- Fomento Location in Uruguay
- Coordinates: 34°26′5″S 57°15′15″W﻿ / ﻿34.43472°S 57.25417°W
- Country: Uruguay
- Department: Colonia Department

Population (2011)
- • Total: 84
- Time zone: UTC -3
- Postal code: 70201
- Dial plan: +598 4587 (+4 digits)

= Fomento (resort) =

Fomento, or Playa Fomento, is a resort village on the coast of Río de la Plata in the Colonia Department of Uruguay.

==Geography==
It is located on Route 51, 11 km south of Colonia Valdense. It borders Playa Parant to the west and further west are Playa Britópolis and Blanca Arena, while Santa Regina lies to its east. All these resorts are situated along the same sandy beach.

==Population==
In 2004, Fomento had a population of 84 permanent inhabitants and 177 dwellings. In spite of its low population number, it has many houses that are used during summer.

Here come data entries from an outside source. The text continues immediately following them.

use std::sync::{Arc, Mutex};

use quiz_core::model::TestSummary;
use rand::SeedableRng;
use rand::rngs::StdRng;
use rand::seq::{IndexedRandom, SliceRandom};
use storage::repository::CatalogRepository;

use crate::connectivity::ConnectivityMonitor;
use crate::error::{NetworkError, QuizError};
use crate::remote::QuizApi;

/// Where the entries of a [`CatalogSnapshot`] came from.
#[derive(Clone, Copy, Debug, PartialEq, Eq)]
pub enum CatalogOrigin {
    /// Freshly fetched (and shuffled) from the remote service.
    Remote,
    /// Read back from the local cache after the remote path was unavailable.
    Cache,
    /// Neither source produced anything.
    Unavailable,
}

/// Result of one catalog sync. Never an error: problems are listed in `issues`.
#[derive(Debug)]
pub struct CatalogSnapshot {
    pub tests: Vec<TestSummary>,
    pub origin: CatalogOrigin,
    pub issues: Vec<QuizError>,
}

impl CatalogSnapshot {
    #[must_use]
    pub fn is_empty(&self) -> bool {
        self.tests.is_empty()
    }
}

/// Keeps the local catalog cache in step with the remote service.
pub struct CatalogSyncManager {
    api: Arc<dyn QuizApi>,
    store: Arc<dyn CatalogRepository>,
    connectivity: Arc<dyn ConnectivityMonitor>,
    rng: Mutex<StdRng>,
}

impl CatalogSyncManager {
    #[must_use]
    pub fn new(
        api: Arc<dyn QuizApi>,
        store: Arc<dyn CatalogRepository>,
        connectivity: Arc<dyn ConnectivityMonitor>,
    ) -> Self {
        Self {
            api,
            store,
            connectivity,
            rng: Mutex::new(StdRng::from_os_rng()),
        }
    }

    /// Use a fixed seed for the presentation shuffle.
    #[must_use]
    pub fn with_seed(mut self, seed: u64) -> Self {
        self.rng = Mutex::new(StdRng::seed_from_u64(seed));
        self
    }

    /// Fetch the catalog, preferring the remote service and falling back to the cache.
    ///
    /// Online: the remote list is shuffled, written through to the cache and
    /// returned as fetched. Offline, or when the request fails mid-flight: the
    /// cached rows are returned verbatim.
    pub async fn fetch_catalog(&self) -> CatalogSnapshot {
        let fallback_reason = if self.connectivity.current() {
            match self.api.fetch_catalog().await {
                Ok(tests) => return self.accept_remote(tests).await,
                Err(err) => {
                    tracing::warn!(error = %err, "remote catalog fetch failed, using cache");
                    err
                }
            }
        } else {
            tracing::info!("offline, reading catalog from cache");
            NetworkError::Offline
        };

        self.read_cache(fallback_reason).await
    }

    async fn accept_remote(&self, mut tests: Vec<TestSummary>) -> CatalogSnapshot {
        self.shuffle(&mut tests);
        self.write_through(&tests).await;
        tracing::info!(count = tests.len(), "catalog synced from remote");
        CatalogSnapshot {
            tests,
            origin: CatalogOrigin::Remote,
            issues: Vec::new(),
        }
    }

    async fn write_through(&self, tests: &[TestSummary]) {
        if let Err(err) = self.store.ensure_schema().await {
            tracing::warn!(error = %err, "catalog cache unavailable, skipping write-through");
            return;
        }
        match self.store.upsert_all(tests).await {
            Ok(report) if report.is_complete() => {
                tracing::debug!(written = report.written, "catalog cached");
            }
            Ok(report) => {
                tracing::warn!(
                    written = report.written,
                    skipped = report.skipped.len(),
                    "catalog cached with skipped rows"
                );
            }
            Err(err) => {
                tracing::warn!(error = %err, "catalog write-through failed");
            }
        }
    }

    async fn read_cache(&self, reason: NetworkError) -> CatalogSnapshot {
        match self.store.query_all().await {
            Ok(tests) if !tests.is_empty() => {
                tracing::info!(count = tests.len(), "catalog served from cache");
                CatalogSnapshot {
                    tests,
                    origin: CatalogOrigin::Cache,
                    issues: Vec::new(),
                }
            }
            Ok(_) => {
                tracing::warn!(reason = %reason, "no catalog available: cache is empty");
                CatalogSnapshot {
                    tests: Vec::new(),
                    origin: CatalogOrigin::Unavailable,
                    issues: vec![QuizError::Network(reason)],
                }
            }
            Err(err) => {
                tracing::warn!(reason = %reason, error = %err, "no catalog available: cache unreadable");
                CatalogSnapshot {
                    tests: Vec::new(),
                    origin: CatalogOrigin::Unavailable,
                    issues: vec![QuizError::Network(reason), QuizError::Storage(err)],
                }
            }
        }
    }

    fn shuffle(&self, tests: &mut [TestSummary]) {
        match self.rng.lock() {
            Ok(mut rng) => tests.shuffle(&mut *rng),
            Err(_) => tests.shuffle(&mut rand::rng()),
        }
    }

    /// Pick one test uniformly at random, e.g. for a "random test" shortcut.
    #[must_use]
    pub fn random_test(&self, tests: &[TestSummary]) -> Option<TestSummary> {
        match self.rng.lock() {
            Ok(mut rng) => tests.choose(&mut *rng).cloned(),
            Err(_) => tests.choose(&mut rand::rng()).cloned(),
        }
    }
}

| Year | Population | Dwellings |
|---|---|---|
| 1963 | 29 | 30 |
| 1975 | 79 | 134 |
| 1985 | 105 | 123 |
| 1996 | 85 | 146 |
| 2004 | 51 | 153 |
| 2011 | 84 | 177 |

Source: Instituto Nacional de Estadística de Uruguay

==Places of interest==
- Parque 17 de Febrero (17 February Park), belonging to the Waldensian Evangelical Church.